Velocity Reviews - Computer Hardware Reviews

Velocity Reviews > Newsgroups > Programming > C Programming > Most Interesting Bug Track Down

Reply
Thread Tools

Most Interesting Bug Track Down

 
 
Frederick Gotham
Guest
Posts: n/a
 
      11-24-2006

I thought it might be interesting to share experiences of tracking down a
subtle or mysterious bug. I myself haven't much experience with tracking
down bugs, but there's one in particular which comes to mind.

I was writing usable which dealt with strings. As per usual with my code, I
made it efficient to the extreme. One thing I did was replace, where
possible, any usages of "strlen" with something like:

struct PtrAndLen {
char *p;
size_t len;
};

This could be initialised with a string as follows:

struct PtrAndLen const pal = { "Hello", sizeof "Hello" };

From that point forward in the code, "pal.len" would be used in place of
strlen.

The code grew though, and at one stage I needed to store info about two
strings in one of these structures. To do this, I used a null separator,
e.g.:

PtrAndLen pal = {"Hello\0Bonjour", sizeof "Hello\0Bonjour"};

All of this, however, was expanded by macros, so I actually had something
like:

MAKE_STR_INFO("Hello\0Bonjour")

The problem with this, however, was that "strlen" and "pal.len" had
different values, because strlen only read as far as the first null
terminator.

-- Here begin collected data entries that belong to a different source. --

//! Complex arithmetic for the transform kernels

/// A double-precision complex number.
#[derive(Debug, Clone, Copy, Default, PartialEq)]
pub struct Complex {
    /// Real part.
    pub re: f64,
    /// Imaginary part.
    pub im: f64,
}

impl Complex {
    /// Create a complex number from its parts.
    #[inline]
    pub fn new(re: f64, im: f64) -> Self {
        Self { re, im }
    }

    /// Create a complex number from polar coordinates.
    #[inline]
    pub fn from_polar(mag: f64, phase: f64) -> Self {
        Self {
            re: mag * phase.cos(),
            im: mag * phase.sin(),
        }
    }

    /// Magnitude (absolute value).
    #[inline]
    pub fn mag(&self) -> f64 {
        (self.re * self.re + self.im * self.im).sqrt()
    }
}

impl std::ops::Add for Complex {
    type Output = Self;
    fn add(self, rhs: Self) -> Self {
        Self {
            re: self.re + rhs.re,
            im: self.im + rhs.im,
        }
    }
}

impl std::ops::Sub for Complex {
    type Output = Self;
    fn sub(self, rhs: Self) -> Self {
        Self {
            re: self.re - rhs.re,
            im: self.im - rhs.im,
        }
    }
}

impl std::ops::Mul for Complex {
    type Output = Self;
    fn mul(self, rhs: Self) -> Self {
        Self {
            re: self.re * rhs.re - self.im * rhs.im,
            im: self.re * rhs.im + self.im * rhs.re,
        }
    }
}

impl std::ops::Mul<f64> for Complex {
    type Output = Self;
    fn mul(self, rhs: f64) -> Self {
        Self {
            re: self.re * rhs,
            im: self.im * rhs,
        }
    }
}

Anyway, I had to read through the code in detail before the bug
jumped out at me.

I'm sure several regulars here have more interesting stories...

--

Frederick Gotham
 
Reply With Quote
 
 
 
 
Eric Sosman
Guest
Posts: n/a
 
      11-24-2006
Frederick Gotham wrote:

> I thought it might be interesting to share experiences of tracking down a
> subtle or mysterious bug. I myself haven't much experience with tracking
> down bugs, but there's one in particular which comes to mind.
>
> I was writing usable which dealt with strings. As per usual with my code, I
> made it efficient to the extreme. One thing I did was replace, where
> possible, any usages of "strlen" with something like:
>
> struct PtrAndLen {
> char *p;
> size_t len;
> };
>
> This could be initialised with a string as follows:
>
> struct PtrAndLen const pal = { "Hello", sizeof "Hello" };
>
> From that point forward in the code, "pal.len" would be used in place of
> strlen.
>
> The code grew though, and at one stage I needed to store info about two
> strings in one of these structures. To do this, I used a null separator,
> e.g.:
>
> PtrAndLen pal = {"Hello\0Bonjour", sizeof "Hello\0Bonjour"};
>
> All of this, however, was expanded by macros, so I actually had something
> like:
>
> MAKE_STR_INFO("Hello\0Bonjour")
>
> The problem with this, however, was that "strlen" and "pal.len" had
> different values, because strlen only read as far as the first null
> terminator. Anyway, I had to read through the code in detail before the bug
> jumped out at me.


Looks like it may not have jumped high enough: The bug is there
even without embedded '\0' characters.

--
Eric Sosman
http://www.velocityreviews.com/forums/(E-Mail Removed)lid
 
Reply With Quote
 
 
 
 
Jack Klein
Guest
Posts: n/a
 
      11-24-2006
On Fri, 24 Nov 2006 22:12:15 GMT, Frederick Gotham
<(E-Mail Removed)> wrote in comp.lang.c:

>
> I thought it might be interesting to share experiences of tracking down a
> subtle or mysterious bug. I myself haven't much experience with tracking
> down bugs, but there's one in particular which comes to mind.
>
> I was writing usable which dealt with strings. As per usual with my code, I
> made it efficient to the extreme. One thing I did was replace, where
> possible, any usages of "strlen" with something like:


Why "as usual"? Once you had the application working correctly, was
it too slow? Did you profile or otherwise test and to prove that this
was a bottleneck?

> struct PtrAndLen {
> char *p;
> size_t len;
> };
>
> This could be initialised with a string as follows:
>
> struct PtrAndLen const pal = { "Hello", sizeof "Hello" };
>
> From that point forward in the code, "pal.len" would be used in place of
> strlen.
>
> The code grew though, and at one stage I needed to store info about two
> strings in one of these structures. To do this, I used a null separator,
> e.g.:
>
> PtrAndLen pal = {"Hello\0Bonjour", sizeof "Hello\0Bonjour"};


So now, thanks to premature optimization, you have violated your
design. You are initializing with something that is not a string, or
more precisely a string plus something else.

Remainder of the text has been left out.